Im not sure how OpenXML can be compatible with other docs, because the application (MSOffice) is the app which should be compatible. Not the New file format. So its just a clever spin to the tale. Ah yes, 'SOON' in Microsoft terms means 'sometime next year... maybe.' Good News indeed!

After the preaching from the MS rep, En. Alihan tried to answer some questions, but all that came out was some mumbo jumbo which I could not understand. Ms Roslyn didnt know where to start, because it is hard to politely respond to these ludricous statements ...

Then En Zamani Zakariah from the Malaysian Communications and Multimedia Commission (MCMC) stood up to speak.
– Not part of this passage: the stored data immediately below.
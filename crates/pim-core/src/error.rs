use serde_json::Value;
use thiserror::Error;

use crate::validator::AttributeValidationError;

/// Errors raised by value factories and query filters.
///
/// These describe caller misuse or bad input and are never retried.
#[derive(Debug, Clone, PartialEq, Eq, Error)]
pub enum PropertyError {
    /// The data has the wrong shape or primitive type for the property.
    #[error("Property \"{property}\" {reason}.")]
    InvalidPropertyType { property: String, reason: String },

    /// The locale/scope addressing is invalid for the attribute.
    #[error("{source}")]
    InvalidProperty {
        property: String,
        #[source]
        source: AttributeValidationError,
    },

    #[error(
        "Property \"{property}\" expects a valid option code. The options do not exist, \"{}\" given.",
        .codes.join(",")
    )]
    InvalidOption { property: String, codes: Vec<String> },

    #[error(
        "Property \"{property}\" expects a valid reference data code. The reference data \"{reference_data_name}\" do not exist, \"{}\" given.",
        .codes.join(",")
    )]
    InvalidReferenceData {
        property: String,
        reference_data_name: String,
        codes: Vec<String>,
    },

    /// A precondition of the component was not met.
    #[error("{0}")]
    Logic(String),

    /// Unsupported operator, field, or attribute type.
    #[error("{0}")]
    InvalidArgument(String),
}

impl PropertyError {
    #[must_use]
    pub fn type_expected(property: &str, expected: &str, given: &Value) -> Self {
        Self::InvalidPropertyType {
            property: property.to_string(),
            reason: format!(
                "expects {expected} as data, \"{}\" given",
                json_type_name(given)
            ),
        }
    }

    #[must_use]
    pub fn string_expected(property: &str, given: &Value) -> Self {
        Self::type_expected(property, "a string", given)
    }

    #[must_use]
    pub fn array_expected(property: &str, given: &Value) -> Self {
        Self::type_expected(property, "an array", given)
    }

    #[must_use]
    pub fn numeric_expected(property: &str, given: &Value) -> Self {
        Self::type_expected(property, "a numeric", given)
    }

    #[must_use]
    pub fn boolean_expected(property: &str, given: &Value) -> Self {
        Self::type_expected(property, "a boolean", given)
    }

    #[must_use]
    pub fn valid_array_structure_expected(property: &str, detail: impl AsRef<str>) -> Self {
        Self::InvalidPropertyType {
            property: property.to_string(),
            reason: format!("expects an array with valid data, {}", detail.as_ref()),
        }
    }

    #[must_use]
    pub fn date_expected(property: &str, given: &str) -> Self {
        Self::InvalidPropertyType {
            property: property.to_string(),
            reason: format!("expects a string with the format \"yyyy-mm-dd\" as data, \"{given}\" given"),
        }
    }

    #[must_use]
    pub fn from_validation(property: &str, source: AttributeValidationError) -> Self {
        Self::InvalidProperty {
            property: property.to_string(),
            source,
        }
    }

    #[must_use]
    pub fn operator_not_supported(operator: &str) -> Self {
        Self::InvalidArgument(format!(
            "This filter does not support operator \"{operator}\"."
        ))
    }

    #[must_use]
    pub fn query_builder_not_initialized() -> Self {
        Self::Logic("The search query builder is not initialized in the filter.".to_string())
    }

    /// Code of the property the error is about, when it names one.
    #[must_use]
    pub fn property(&self) -> Option<&str> {
        match self {
            Self::InvalidPropertyType { property, .. }
            | Self::InvalidProperty { property, .. }
            | Self::InvalidOption { property, .. }
            | Self::InvalidReferenceData { property, .. } => Some(property),
            Self::Logic(_) | Self::InvalidArgument(_) => None,
        }
    }
}

/// Name of a JSON value's runtime type, as reported in error messages.
#[must_use]
pub fn json_type_name(value: &Value) -> &'static str {
    match value {
        Value::Null => "null",
        Value::Bool(_) => "boolean",
        Value::Number(n) if n.is_f64() => "double",
        Value::Number(_) => "integer",
        Value::String(_) => "string",
        Value::Array(_) => "array",
        Value::Object(_) => "object",
    }
}

#[derive(Debug, Error)]
pub enum ConfigError {
    #[error("missing environment variable: {0}")]
    MissingEnvVar(String),

    #[error("invalid value for {var}: {reason}")]
    InvalidEnvVar { var: String, reason: String },

    #[error("failed to read catalog file {path}: {source}")]
    CatalogFileIo {
        path: String,
        #[source]
        source: std::io::Error,
    },

    #[error("failed to parse catalog file: {0}")]
    CatalogFileParse(#[from] serde_yaml::Error),

    #[error("catalog validation failed: {0}")]
    Validation(String),
}
use pim_core::{BackendType, Channel, Locale, ProductValue, ValueData};

use super::{supports_backend, ValueCompleteChecker};

/// Complete when every currency of the channel has a price with an amount.
///
/// A channel without currencies only needs one priced entry.
#[derive(Debug, Clone, Copy, Default, PartialEq, Eq)]
pub struct PriceChecker;

impl ValueCompleteChecker for PriceChecker {
    fn supports_value(&self, value: &ProductValue, channel: &Channel, locale: &Locale) -> bool {
        supports_backend(&[BackendType::Prices], value, channel, locale)
    }

    fn is_complete(&self, value: &ProductValue, channel: &Channel, _locale: &Locale) -> bool {
        let ValueData::Prices(prices) = value.data() else {
            return false;
        };

        let has_amount = |currency: &str| {
            prices
                .iter()
                .any(|p| p.currency == currency && p.amount.is_some())
        };

        if channel.currencies.is_empty() {
            return prices.iter().any(|p| p.amount.is_some());
        }

        channel.currencies.iter().all(|currency| has_amount(currency))
    }
}

#[cfg(test)]
mod tests {
    use rust_decimal::Decimal;

    use pim_core::{AttributeType, Price};

    use super::*;
    use crate::checker::fixtures::{ecommerce, en_us, value};

    fn prices(entries: &[(&str, Option<i64>)]) -> ValueData {
        ValueData::Prices(
            entries
                .iter()
                .map(|(currency, amount)| Price::new(amount.map(Decimal::from), *currency))
                .collect(),
        )
    }

    #[test]
    fn all_channel_currencies_priced_is_complete() {
        let v = value(
            AttributeType::PriceCollection,
            prices(&[("USD", Some(10)), ("EUR", Some(9)), ("GBP", None)]),
        );
        assert!(PriceChecker.is_complete(&v, &ecommerce(), &en_us()));
    }

    #[test]
    fn missing_currency_is_incomplete() {
        let v = value(AttributeType::PriceCollection, prices(&[("USD", Some(10))]));
        assert!(!PriceChecker.is_complete(&v, &ecommerce(), &en_us()));
    }

    #[test]
    fn currency_without_amount_is_incomplete() {
        let v = value(
            AttributeType::PriceCollection,
            prices(&[("USD", Some(10)), ("EUR", None)]),
        );
        assert!(!PriceChecker.is_complete(&v, &ecommerce(), &en_us()));
    }

    #[test]
    fn channel_without_currencies_needs_one_amount() {
        let mobile = Channel::new("mobile", ["en_US"]);
        let v = value(AttributeType::PriceCollection, prices(&[("JPY", Some(1000))]));
        assert!(PriceChecker.is_complete(&v, &mobile, &en_us()));

        let empty = value(AttributeType::PriceCollection, prices(&[]));
        assert!(!PriceChecker.is_complete(&empty, &mobile, &en_us()));
    }
}
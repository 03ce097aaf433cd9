use pim_core::{Attribute, AttributeType, PropertyError};
use serde_json::Value;

use super::string::string_clauses;
use super::{apply_attribute_filter, emptiness, AttributeFilter, Filter, FilterOptions};
use crate::operator::Operator;
use crate::search::SearchQueryBuilder;

const OPERATORS: &[Operator] = &[
    Operator::StartsWith,
    Operator::EndsWith,
    Operator::Contains,
    Operator::DoesNotContain,
    Operator::Equals,
    Operator::NotEqual,
    Operator::IsEmpty,
    Operator::IsNotEmpty,
];

/// Files and images, matched on their original file name.
#[derive(Debug, Default)]
pub struct MediaFilter {
    builder: Option<SearchQueryBuilder>,
}

impl MediaFilter {
    #[must_use]
    pub fn new() -> Self {
        Self::default()
    }
}

impl Filter for MediaFilter {
    fn operators(&self) -> &'static [Operator] {
        OPERATORS
    }

    fn set_query_builder(&mut self, builder: SearchQueryBuilder) {
        self.builder = Some(builder);
    }

    fn take_query_builder(&mut self) -> Option<SearchQueryBuilder> {
        self.builder.take()
    }
}

impl AttributeFilter for MediaFilter {
    fn attribute_types(&self) -> &'static [AttributeType] {
        &[AttributeType::File, AttributeType::Image]
    }

    fn add_attribute_filter(
        &mut self,
        attribute: &Attribute,
        operator: Operator,
        value: &Value,
        locale: Option<&str>,
        channel: Option<&str>,
        _options: &FilterOptions,
    ) -> Result<(), PropertyError> {
        apply_attribute_filter(
            &mut self.builder,
            OPERATORS,
            attribute,
            operator,
            locale,
            channel,
            |path| {
                if let Some(clause) = emptiness(path, operator) {
                    return Ok(vec![clause]);
                }
                let path = format!("{path}.original_filename");
                string_clauses(&attribute.code, &path, operator, value)
            },
        )
    }
}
He asked Of the countries who have not joined the ODF Alliance, what were their concerns, and what are the checklist for a good standard?
He also added that after his 30+ years in the industry, there will never be ONE standard, and correctly so as others should not be stifled, however there should always be a MINIMUM of standards.

Ms Roslyn answered this one well, she said that the countries who haven't adopted ODF were waiting for the process of standardisation to complete, and now that it has, she expects many of them to follow suite. For example France (Tax), Singapore (Defence), USA (Mass.) etc... The checklist was to have a good supplier of applications, i.e. so that the departments can procure the products. People can start testing them by downloading OOo and start using them. She doesnt expect roll-outs immediately but a gradual process.

En. Mansor from Sun Microsystems added that Java is not 100% closed, and its up to JSchwartz to open it up. It took them 2 years to get Solaris open up. He believes that Computing is a utility model, etc... At least with ODF, it has forced Microsoft to open up their schema, and thats a pretty good advancement for us.

En. Alihan then closed the Q&A and added that Goverment procurement is under the Ministry of Finance. So it is up to MOSTI to communicate awareness programmes in the "ecosystem for knowledge based economy" WHATEVER THAT MEANS?!!?

So that was the meeting.

The reaction from the audience was not very encouraging: Very quiet. It was a pity that most of the people who asked questions kept harping on "Pragmatism" and "Dont adopt 1 Standard". It would have been fantastic if the same level of enthusiasm was demonstrated at the SIRIM meeting, but I guess us Malaysians are too shy...

yk.

6 lewsers:

Anonymous said...

Seriously, some of these "Malaysians" working for Microsoft should have their pictures beside the definition of "Sellout" in the dictionary.

They make me sick.

Yoon Kit said...

> They make me sick.

Well, he was just doing his job. After all, his boss was there in the room too (Mr WC Butt).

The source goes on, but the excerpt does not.